Source data
···

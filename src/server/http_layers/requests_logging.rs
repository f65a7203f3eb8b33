//! Request logging middleware

use super::super::state::ServerState;
use axum::extract::State;
use axum::{
    body::Body,
    http::{header::HeaderMap, Request, Response, StatusCode},
    middleware::Next,
    response::IntoResponse,
};
use std::time::Instant;
use tracing::{error, info};

#[derive(PartialEq, PartialOrd, Clone, Debug, Default, clap::ValueEnum)]
pub enum RequestsLoggingLevel {
    None,
    #[default]
    Path,
    Headers,
    Body,
}

impl std::fmt::Display for RequestsLoggingLevel {
    fn fmt(&self, f: &mut std::fmt::Formatter<'_>) -> std::fmt::Result {
        write!(f, "{:?}", self)
    }
}

const MAX_LOGGABLE_BODY_LENGTH: usize = 1024;

enum ContentLength {
    Known(usize),
    Unknown(&'static str),
}

fn parse_content_length(headers: &HeaderMap) -> ContentLength {
    let Some(value) = headers.get("content-length") else {
        return ContentLength::Unknown("Content-length not set.");
    };
    let Ok(str_value) = value.to_str() else {
        return ContentLength::Unknown("Could not get Content-length string value.");
    };
    match str_value.parse::<usize>() {
        Ok(size) => ContentLength::Known(size),
        Err(_) => ContentLength::Unknown("Could not parse Content-length numeric value."),
    }
}

fn log_headers(label: &str, headers: &HeaderMap) {
    info!("  {} Headers:", label);
    for (name, value) in headers.iter() {
        info!("    {:?}: {:?}", name, value);
    }
}

/// Logs a small body and hands back an equivalent one, since reading it
/// consumes the stream. `None` if the body could not be read.
async fn log_body(label: &str, headers: &HeaderMap, body: Body) -> Option<Body> {
    match parse_content_length(headers) {
        ContentLength::Unknown(reason) => {
            info!("  {} Body: {}", label, reason);
            Some(body)
        }
        ContentLength::Known(size) if size < MAX_LOGGABLE_BODY_LENGTH => {
            match axum::body::to_bytes(body, size).await {
                Ok(bytes) => {
                    info!("  {} Body:\n{}", label, String::from_utf8_lossy(&bytes));
                    Some(Body::from(bytes))
                }
                Err(err) => {
                    error!("Failed to read {} body: {:?}", label, err);
                    None
                }
            }
        }
        ContentLength::Known(size) => {
            info!(
                "  {} Body: Too big to log ({:#})",
                label,
                byte_unit::Byte::from(size)
            );
            Some(body)
        }
    }
}

fn internal_error() -> Response<Body> {
    (StatusCode::INTERNAL_SERVER_ERROR, "Internal Server Error").into_response()
}

pub async fn log_requests(
    State(state): State<ServerState>,
    mut request: Request<Body>,
    next: Next,
) -> Response<Body> {
    let level = state.config.requests_logging_level.clone();
    let start = Instant::now();

    if level > RequestsLoggingLevel::None {
        info!(">>> {} {}", request.method(), request.uri());
    }

    if level >= RequestsLoggingLevel::Headers {
        log_headers("Req", request.headers());
    }

    if level >= RequestsLoggingLevel::Body {
        let (parts, body) = request.into_parts();
        let Some(body) = log_body("Req", &parts.headers, body).await else {
            return internal_error();
        };
        request = Request::from_parts(parts, body);
    }

    let mut response = next.run(request).await;

    if level >= RequestsLoggingLevel::Headers {
        log_headers("Resp", response.headers());
    }

    if level >= RequestsLoggingLevel::Body {
        let (parts, body) = response.into_parts();
        let Some(body) = log_body("Resp", &parts.headers, body).await else {
            return internal_error();
        };
        response = Response::from_parts(parts, body);
    }

    if level > RequestsLoggingLevel::None {
        info!(
            "<<< {} ({}ms)",
            response.status().as_u16(),
            start.elapsed().as_millis()
        );
    }

    response
}
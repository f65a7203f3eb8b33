mod table;

pub use table::{Column, SqlType, Table};
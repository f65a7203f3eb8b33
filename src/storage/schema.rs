//! SQLite table definitions for the relational backend.
//!
//! Tracks and M-House tracks share one column layout; the stats counters
//! are flat columns that get reshaped into a nested `stats` object on read.

use crate::sqlite_column;
use crate::sqlite_persistence::{Column, SqlType, Table};

const TRACK_COLUMNS: &[Column<'static, &'static str>] = &[
    sqlite_column!(
        "id",
        &SqlType::Integer,
        is_primary_key = true,
        autoincrement = true
    ),
    sqlite_column!("title", &SqlType::Text, non_null = true),
    sqlite_column!("genre", &SqlType::Text),
    sqlite_column!("image", &SqlType::Text),
    sqlite_column!("audio", &SqlType::Text),
    sqlite_column!("bandcamp", &SqlType::Text),
    sqlite_column!("upload_date", &SqlType::Text),
    sqlite_column!(
        "views",
        &SqlType::Integer,
        non_null = true,
        default_value = Some("0")
    ),
    sqlite_column!(
        "downloads",
        &SqlType::Integer,
        non_null = true,
        default_value = Some("0")
    ),
    sqlite_column!(
        "wav_clicks",
        &SqlType::Integer,
        non_null = true,
        default_value = Some("0")
    ),
    sqlite_column!(
        "plays",
        &SqlType::Integer,
        non_null = true,
        default_value = Some("0")
    ),
];

pub const TRACKS_TABLE: Table = Table {
    name: "tracks",
    columns: TRACK_COLUMNS,
    indices: &[("idx_tracks_upload_date", "upload_date")],
};

pub const MHOUSE_TRACKS_TABLE: Table = Table {
    name: "mhouse_tracks",
    columns: TRACK_COLUMNS,
    indices: &[("idx_mhouse_tracks_upload_date", "upload_date")],
};

pub const BANNERS_TABLE: Table = Table {
    name: "banners",
    columns: &[
        sqlite_column!(
            "id",
            &SqlType::Integer,
            is_primary_key = true,
            autoincrement = true
        ),
        sqlite_column!("image_path", &SqlType::Text, non_null = true),
        sqlite_column!("link_url", &SqlType::Text),
        sqlite_column!(
            "display_order",
            &SqlType::Integer,
            non_null = true,
            default_value = Some("0")
        ),
    ],
    indices: &[("idx_banners_display_order", "display_order")],
};

pub const YOUTUBE_TABLE: Table = Table {
    name: "youtube_tracks",
    columns: &[
        sqlite_column!(
            "id",
            &SqlType::Integer,
            is_primary_key = true,
            autoincrement = true
        ),
        sqlite_column!("video_id", &SqlType::Text, non_null = true),
        sqlite_column!("title", &SqlType::Text),
        sqlite_column!(
            "display_order",
            &SqlType::Integer,
            non_null = true,
            default_value = Some("0")
        ),
    ],
    indices: &[("idx_youtube_tracks_display_order", "display_order")],
};

pub const SETTINGS_TABLE: Table = Table {
    name: "settings",
    columns: &[
        sqlite_column!("key_name", &SqlType::Text, is_primary_key = true),
        sqlite_column!("key_value", &SqlType::Text),
    ],
    indices: &[],
};

pub const ALL_TABLES: &[&Table] = &[
    &TRACKS_TABLE,
    &MHOUSE_TRACKS_TABLE,
    &BANNERS_TABLE,
    &YOUTUBE_TABLE,
    &SETTINGS_TABLE,
];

···

[What the task asks]:
Each entry above is to be copied out exactly as written.

[Written response]:
filename src/server/http_layers/requests_logging.rs
repository f65a7203f3eb8b33
//! Request logging middleware

use super::super::state::ServerState;
use axum::extract::State;
use axum::{
    body::Body,
    http::{header::HeaderMap, Request, Response, StatusCode},
    middleware::Next,
    response::IntoResponse,
};
use std::time::Instant;
use tracing::{error, info};

#[derive(PartialEq, PartialOrd, Clone, Debug, Default, clap::ValueEnum)]
pub enum RequestsLoggingLevel {
    None,
    #[default]
    Path,
    Headers,
    Body,
}

impl std::fmt::Display for RequestsLoggingLevel {
    fn fmt(&self, f: &mut std::fmt::Formatter<'_>) -> std::fmt::Result {
        write!(f, "{:?}", self)
    }
}

const MAX_LOGGABLE_BODY_LENGTH: usize = 1024;

enum ContentLength {
    Known(usize),
    Unknown(&'static str),
}

fn parse_content_length(headers: &HeaderMap) -> ContentLength {
    let Some(value) = headers.get("content-length") else {
        return ContentLength::Unknown("Content-length not set.");
    };
    let Ok(str_value) = value.to_str() else {
        return ContentLength::Unknown("Could not get Content-length string value.");
    };
    match str_value.parse::<usize>() {
        Ok(size) => ContentLength::Known(size),
        Err(_) => ContentLength::Unknown("Could not parse Content-length numeric value."),
    }
}

fn log_headers(label: &str, headers: &HeaderMap) {
    info!("  {} Headers:", label);
    for (name, value) in headers.iter() {
        info!("    {:?}: {:?}", name, value);
    }
}

/// Logs a small body and hands back an equivalent one, since reading it
/// consumes the stream. `None` if the body could not be read.
async fn log_body(label: &str, headers: &HeaderMap, body: Body) -> Option<Body> {
    match parse_content_length(headers) {
        ContentLength::Unknown(reason) => {
            info!("  {} Body: {}", label, reason);
            Some(body)
        }
        ContentLength::Known(size) if size < MAX_LOGGABLE_BODY_LENGTH => {
            match axum::body::to_bytes(body, size).await {
                Ok(bytes) => {
                    info!("  {} Body:\n{}", label, String::from_utf8_lossy(&bytes));
                    Some(Body::from(bytes))
                }
                Err(err) => {
                    error!("Failed to read {} body: {:?}", label, err);
                    None
                }
            }
        }
        ContentLength::Known(size) => {
            info!(
                "  {} Body: Too big to log ({:#})",
                label,
                byte_unit::Byte::from(size)
            );
            Some(body)
        }
    }
}

fn internal_error() -> Response<Body> {
    (StatusCode::INTERNAL_SERVER_ERROR, "Internal Server Error").into_response()
}

pub async fn log_requests(
    State(state): State<ServerState>,
    mut request: Request<Body>,
    next: Next,
) -> Response<Body> {
    let level = state.config.requests_logging_level.clone();
    let start = Instant::now();

    if level > RequestsLoggingLevel::None {
        info!(">>> {} {}", request.method(), request.uri());
    }

    if level >= RequestsLoggingLevel::Headers {
        log_headers("Req", request.headers());
    }

    if level >= RequestsLoggingLevel::Body {
        let (parts, body) = request.into_parts();
        let Some(body) = log_body("Req", &parts.headers, body).await else {
            return internal_error();
        };
        request = Request::from_parts(parts, body);
    }

    let mut response = next.run(request).await;

    if level >= RequestsLoggingLevel::Headers {
        log_headers("Resp", response.headers());
    }

    if level >= RequestsLoggingLevel::Body {
        let (parts, body) = response.into_parts();
        let Some(body) = log_body("Resp", &parts.headers, body).await else {
            return internal_error();
        };
        response = Response::from_parts(parts, body);
    }

    if level > RequestsLoggingLevel::None {
        info!(
            "<<< {} ({}ms)",
            response.status().as_u16(),
            start.elapsed().as_millis()
        );
    }

    response
}
repository f65a7203f3eb8b33
mod table;

pub use table::{Column, SqlType, Table};
repository f65a7203f3eb8b33
filename src/storage/schema.rs
//! SQLite table definitions for the relational backend.
//!
//! Tracks and M-House tracks share one column layout; the stats counters
//! are flat columns that get reshaped into a nested `stats` object on read.

use crate::sqlite_column;
use crate::sqlite_persistence::{Column, SqlType, Table};

const TRACK_COLUMNS: &[Column<'static, &'static str>] = &[
    sqlite_column!(
        "id",
        &SqlType::Integer,
        is_primary_key = true,
        autoincrement = true
    ),
    sqlite_column!("title", &SqlType::Text, non_null = true),
    sqlite_column!("genre", &SqlType::Text),
    sqlite_column!("image", &SqlType::Text),
    sqlite_column!("audio", &SqlType::Text),
    sqlite_column!("bandcamp", &SqlType::Text),
    sqlite_column!("upload_date", &SqlType::Text),
    sqlite_column!(
        "views",
        &SqlType::Integer,
        non_null = true,
        default_value = Some("0")
    ),
    sqlite_column!(
        "downloads",
        &SqlType::Integer,
        non_null = true,
        default_value = Some("0")
    ),
    sqlite_column!(
        "wav_clicks",
        &SqlType::Integer,
        non_null = true,
        default_value = Some("0")
    ),
    sqlite_column!(
        "plays",
        &SqlType::Integer,
        non_null = true,
        default_value = Some("0")
    ),
];

pub const TRACKS_TABLE: Table = Table {
    name: "tracks",
    columns: TRACK_COLUMNS,
    indices: &[("idx_tracks_upload_date", "upload_date")],
};

pub const MHOUSE_TRACKS_TABLE: Table = Table {
    name: "mhouse_tracks",
    columns: TRACK_COLUMNS,
    indices: &[("idx_mhouse_tracks_upload_date", "upload_date")],
};

pub const BANNERS_TABLE: Table = Table {
    name: "banners",
    columns: &[
        sqlite_column!(
            "id",
            &SqlType::Integer,
            is_primary_key = true,
            autoincrement = true
        ),
        sqlite_column!("image_path", &SqlType::Text, non_null = true),
        sqlite_column!("link_url", &SqlType::Text),
        sqlite_column!(
            "display_order",
            &SqlType::Integer,
            non_null = true,
            default_value = Some("0")
        ),
    ],
    indices: &[("idx_banners_display_order", "display_order")],
};

pub const YOUTUBE_TABLE: Table = Table {
    name: "youtube_tracks",
    columns: &[
        sqlite_column!(
            "id",
            &SqlType::Integer,
            is_primary_key = true,
            autoincrement = true
        ),
        sqlite_column!("video_id", &SqlType::Text, non_null = true),
        sqlite_column!("title", &SqlType::Text),
        sqlite_column!(
            "display_order",
            &SqlType::Integer,
            non_null = true,
            default_value = Some("0")
        ),
    ],
    indices: &[("idx_youtube_tracks_display_order", "display_order")],
};

pub const SETTINGS_TABLE: Table = Table {
    name: "settings",
    columns: &[
        sqlite_column!("key_name", &SqlType::Text, is_primary_key = true),
        sqlite_column!("key_value", &SqlType::Text),
    ],
    indices: &[],
};

pub const ALL_TABLES: &[&Table] = &[
    &TRACKS_TABLE,
    &MHOUSE_TRACKS_TABLE,
    &BANNERS_TABLE,
    &YOUTUBE_TABLE,
    &SETTINGS_TABLE,
];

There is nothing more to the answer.